ActiveRecord: using a YAML file instead of a DB table

So, this may sound kind of "whacky", but I'm trying to figure out a way to populate an ActiveRecord object using YAML instead of a DB table. I'm not even sure if this is actually feasible, but it sounds like a good way to increase the performance of a project I'm working on.

For instance, I have a model called CmsModules that contains information about the sections in a CMS. Modules are only added during development, so the table will never be updated while in production. The way things are currently set up, an SQL statement is executed on every page load in order to grab that information. I figure this is unnecessary, and I'd like to keep the same functionality without making those extra calls to the database.

I figure that I could use a YAML file to store the module information, therefore eliminating the need to access the database. Easy enough to do using YAML::load, but the problem is that I need to keep a HABTM relationship to the User model intact for access control. That's where I'm lost...

So, my question is this - is there any way to have legit ActiveRecord objects populated from a YAML file, completely bypassing the database?

Andrew Hite wrote:

So, this may sound kind of "whacky", but I'm trying to figure out a way to populate an ActiveRecord object using YAML instead of a DB table.

You must invent SQL-Ypath - a query notation for YAML that's compatible with SQL.

I'm not even sure if this is actually feasible, but it sounds like a good way to increase the performance of a project I'm working on.
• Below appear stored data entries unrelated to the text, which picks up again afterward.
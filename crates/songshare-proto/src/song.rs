//! Song records as exchanged with the data API.

use chrono::{DateTime, Utc};
use serde::{Deserialize, Deserializer, Serialize};

/// A song record as returned by the data API.
///
/// `created_at` / `updated_at` are managed by the server. They are read but
/// never written back: every mutation goes through [`SongInput`], which has
/// no timestamp fields. `description` and `owner` are nullable in the schema
/// and a `null` is written back as `null`.
#[derive(Debug, Clone, PartialEq, Serialize, Deserialize)]
#[serde(rename_all = "camelCase")]
pub struct Song {
    pub id: String,
    pub title: String,
    #[serde(default)]
    pub description: Option<String>,
    /// Artist name.
    #[serde(default)]
    pub owner: Option<String>,
    /// Storage key of the audio blob.
    pub file_path: String,
    #[serde(default, deserialize_with = "null_as_default")]
    pub like: i64,
    #[serde(default, skip_serializing_if = "Option::is_none")]
    pub created_at: Option<DateTime<Utc>>,
    #[serde(default, skip_serializing_if = "Option::is_none")]
    pub updated_at: Option<DateTime<Utc>>,
}

// A null like count is read as zero so a like can still increment it.
fn null_as_default<'de, D, T>(deserializer: D) -> Result<T, D::Error>
where
    D: Deserializer<'de>,
    T: Default + Deserialize<'de>,
{
    Ok(Option::<T>::deserialize(deserializer)?.unwrap_or_default())
}

/// Write payload for `createSong` / `updateSong`.
#[derive(Debug, Clone, PartialEq, Eq, Serialize, Deserialize)]
#[serde(rename_all = "camelCase")]
pub struct SongInput {
    pub id: String,
    pub title: String,
    pub description: Option<String>,
    pub owner: Option<String>,
    pub file_path: String,
    pub like: i64,
}

/// The text fields of the add-song form.
#[derive(Debug, Clone, Default, PartialEq, Eq)]
pub struct SongDraft {
    pub title: String,
    pub owner: String,
    pub description: String,
}

impl Song {
    pub fn owner_name(&self) -> &str {
        self.owner.as_deref().unwrap_or("")
    }

    pub fn description_text(&self) -> &str {
        self.description.as_deref().unwrap_or("")
    }
}

impl From<&Song> for SongInput {
    fn from(song: &Song) -> Self {
        Self {
            id: song.id.clone(),
            title: song.title.clone(),
            description: song.description.clone(),
            owner: song.owner.clone(),
            file_path: song.file_path.clone(),
            like: song.like,
        }
    }
}

impl From<SongInput> for Song {
    fn from(input: SongInput) -> Self {
        Self {
            id: input.id,
            title: input.title,
            description: input.description,
            owner: input.owner,
            file_path: input.file_path,
            like: input.like,
            created_at: None,
            updated_at: None,
        }
    }
}

impl SongInput {
    /// A fresh record for a just-uploaded blob. Likes start at zero.
    pub fn new_upload(id: String, draft: &SongDraft, file_path: String) -> Self {
        Self {
            id,
            title: draft.title.clone(),
            description: Some(draft.description.clone()),
            owner: Some(draft.owner.clone()),
            file_path,
            like: 0,
        }
    }
}

#[cfg(test)]
mod tests {
    use super::*;
    use serde_json::json;

    fn sample() -> Song {
        serde_json::from_value(json!({
            "id": "a1",
            "title": "Night Drive",
            "description": "synths",
            "owner": "Mira",
            "filePath": "a1.mp3",
            "like": 3,
            "createdAt": "2021-03-01T10:00:00.000Z",
            "updatedAt": "2021-03-02T10:00:00.000Z"
        }))
        .unwrap()
    }

    #[test]
    fn deserializes_server_record() {
        let song = sample();
        assert_eq!(song.file_path, "a1.mp3");
        assert_eq!(song.like, 3);
        assert!(song.created_at.is_some());
        assert!(song.updated_at.is_some());
    }

    #[test]
    fn input_never_carries_timestamps() {
        let value = serde_json::to_value(SongInput::from(&sample())).unwrap();
        let obj = value.as_object().unwrap();
        assert!(!obj.contains_key("createdAt"));
        assert!(!obj.contains_key("updatedAt"));
        assert_eq!(obj["filePath"], "a1.mp3");
        assert_eq!(obj["like"], 3);
    }

    #[test]
    fn missing_optional_fields_default() {
        let song: Song = serde_json::from_value(json!({
            "id": "b2",
            "title": "Untitled",
            "filePath": "b2.mp3",
            "description": null,
            "like": null
        }))
        .unwrap();
        assert_eq!(song.like, 0);
        assert_eq!(song.owner, None);
        assert_eq!(song.description_text(), "");
    }

    #[test]
    fn null_description_is_echoed_as_null() {
        let song: Song = serde_json::from_value(json!({
            "id": "c3",
            "title": "Demo",
            "filePath": "c3.mp3",
            "description": null,
            "owner": "Mira",
            "like": 2
        }))
        .unwrap();
        let value = serde_json::to_value(SongInput::from(&song)).unwrap();
        assert!(value["description"].is_null());
        assert_eq!(value["owner"], "Mira");
    }

    #[test]
    fn new_upload_starts_with_zero_likes() {
        let draft = SongDraft {
            title: "T".into(),
            owner: "O".into(),
            description: "D".into(),
        };
        let input = SongInput::new_upload("id-1".into(), &draft, "k.mp3".into());
        assert_eq!(input.like, 0);
        assert_eq!(input.title, "T");
        assert_eq!(input.owner.as_deref(), Some("O"));
        assert_eq!(input.description.as_deref(), Some("D"));
        assert_eq!(input.file_path, "k.mp3");
    }
}
//! Component trait — the interface every UI panel implements.
//!
//! Components own their local state and render themselves. They read
//! `AppState` for data they don't own and answer input with `Vec<Action>`;
//! the App event-loop dispatches those.

use ratatui::crossterm::event::{KeyEvent, MouseEvent};
use ratatui::{layout::Rect, Frame};

use crate::action::Action;
use crate::app_state::AppState;

pub trait Component {
    /// Handle a key event. Only called when this component has focus.
    fn handle_key(&mut self, key: KeyEvent, state: &AppState) -> Vec<Action>;

    fn handle_mouse(&mut self, _event: MouseEvent, _area: Rect, _state: &AppState) -> Vec<Action> {
        Vec::new()
    }

    fn draw(&mut self, frame: &mut Frame, area: Rect, focused: bool, state: &AppState);
}
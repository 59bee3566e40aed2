//! Single-process, in-memory store variant.

use super::{DelegateHandle, DelegateSlot, NetworkStore, NetworkStoreDelegate};
use crate::error::{Error, Result};
use crate::intent::ConnectivityIntent;
use crate::types::{HostId, NetworkEvent, NetworkEventType};
use async_trait::async_trait;
use dashmap::mapref::entry::Entry;
use dashmap::DashMap;
use std::collections::BTreeSet;
use std::sync::Arc;

/// Host and intent sets of one network. Held as a single map value so the
/// two sets are created and destroyed together.
#[derive(Debug, Default)]
struct NetworkRecord {
    hosts: BTreeSet<HostId>,
    intents: BTreeSet<ConnectivityIntent>,
}

/// In-memory [`NetworkStore`] for a single process.
///
/// Map entries double as the per-network critical section: a mutation holds
/// the entry guard for the whole read-modify-write, and the delegate is
/// notified before the guard is released, so same-network events arrive in
/// mutation order. Operations on distinct networks do not block each other.
#[derive(Default)]
pub struct LocalNetworkStore {
    networks: DashMap<String, NetworkRecord>,
    delegate: DelegateSlot,
}

impl LocalNetworkStore {
    pub fn new() -> Self {
        Self::default()
    }
}

#[async_trait]
impl NetworkStore for LocalNetworkStore {
    async fn put_network(&self, network: &str) -> Result<()> {
        match self.networks.entry(network.to_string()) {
            Entry::Occupied(_) => {}
            Entry::Vacant(slot) => {
                slot.insert(NetworkRecord::default());
                self.delegate
                    .notify(NetworkEvent::new(NetworkEventType::Added, network));
            }
        }
        Ok(())
    }

    async fn remove_network(&self, network: &str) -> Result<()> {
        if self.networks.remove(network).is_some() {
            self.delegate
                .notify(NetworkEvent::new(NetworkEventType::Removed, network));
        }
        Ok(())
    }

    async fn networks(&self) -> Result<BTreeSet<String>> {
        Ok(self
            .networks
            .iter()
            .map(|entry| entry.key().clone())
            .collect())
    }

    async fn add_host(&self, network: &str, host: &HostId) -> Result<BTreeSet<HostId>> {
        let mut record = self
            .networks
            .get_mut(network)
            .ok_or_else(|| Error::not_found(network))?;
        if record.hosts.insert(host.clone()) {
            let hosts = record.hosts.clone();
            self.delegate
                .notify(NetworkEvent::new(NetworkEventType::Updated, network));
            Ok(hosts)
        } else {
            Ok(BTreeSet::new())
        }
    }

    async fn remove_host(&self, network: &str, host: &HostId) -> Result<()> {
        let mut record = self
            .networks
            .get_mut(network)
            .ok_or_else(|| Error::not_found(network))?;
        if record.hosts.remove(host) {
            self.delegate
                .notify(NetworkEvent::new(NetworkEventType::Updated, network));
        }
        Ok(())
    }

    async fn hosts(&self, network: &str) -> Result<BTreeSet<HostId>> {
        let record = self
            .networks
            .get(network)
            .ok_or_else(|| Error::not_found(network))?;
        Ok(record.hosts.clone())
    }

    async fn add_intents(
        &self,
        network: &str,
        intents: BTreeSet<ConnectivityIntent>,
    ) -> Result<()> {
        for intent in &intents {
            intent.validate()?;
        }
        let mut record = self
            .networks
            .get_mut(network)
            .ok_or_else(|| Error::not_found(network))?;
        record.intents.extend(intents);
        Ok(())
    }

    async fn remove_intents_by_host(
        &self,
        network: &str,
        host: &HostId,
    ) -> Result<BTreeSet<ConnectivityIntent>> {
        let mut record = self
            .networks
            .get_mut(network)
            .ok_or_else(|| Error::not_found(network))?;
        let (matching, remaining): (BTreeSet<_>, BTreeSet<_>) = std::mem::take(&mut record.intents)
            .into_iter()
            .partition(|intent| intent.involves(host));
        record.intents = remaining;
        Ok(matching)
    }

    async fn remove_all_intents(&self, network: &str) -> Result<BTreeSet<ConnectivityIntent>> {
        let mut record = self
            .networks
            .get_mut(network)
            .ok_or_else(|| Error::not_found(network))?;
        Ok(std::mem::take(&mut record.intents))
    }

    fn register_delegate(&self, delegate: Arc<dyn NetworkStoreDelegate>) -> DelegateHandle {
        self.delegate.register(delegate)
    }

    fn unregister_delegate(&self, handle: DelegateHandle) {
        self.delegate.unregister(handle);
    }
}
Such a language could never possibly be as performant as a tuned SQL database. Hordes of people work on those, for you.

For instance, I have a model called CmsModules that contains information about the sections in a CMS. Modules are only added during development, so the table will never be updated while in production. The way things are currently set up, an SQL statement is executed on every page load in order to grab that information. I figure this is unnecessary, and I'd like to keep the same functionality without making those extra calls to the database.

Have you profiled these page hits? Maybe the database already caches things for you; that's it's job.

Next, look up MemCache, to explicitly cache database hits.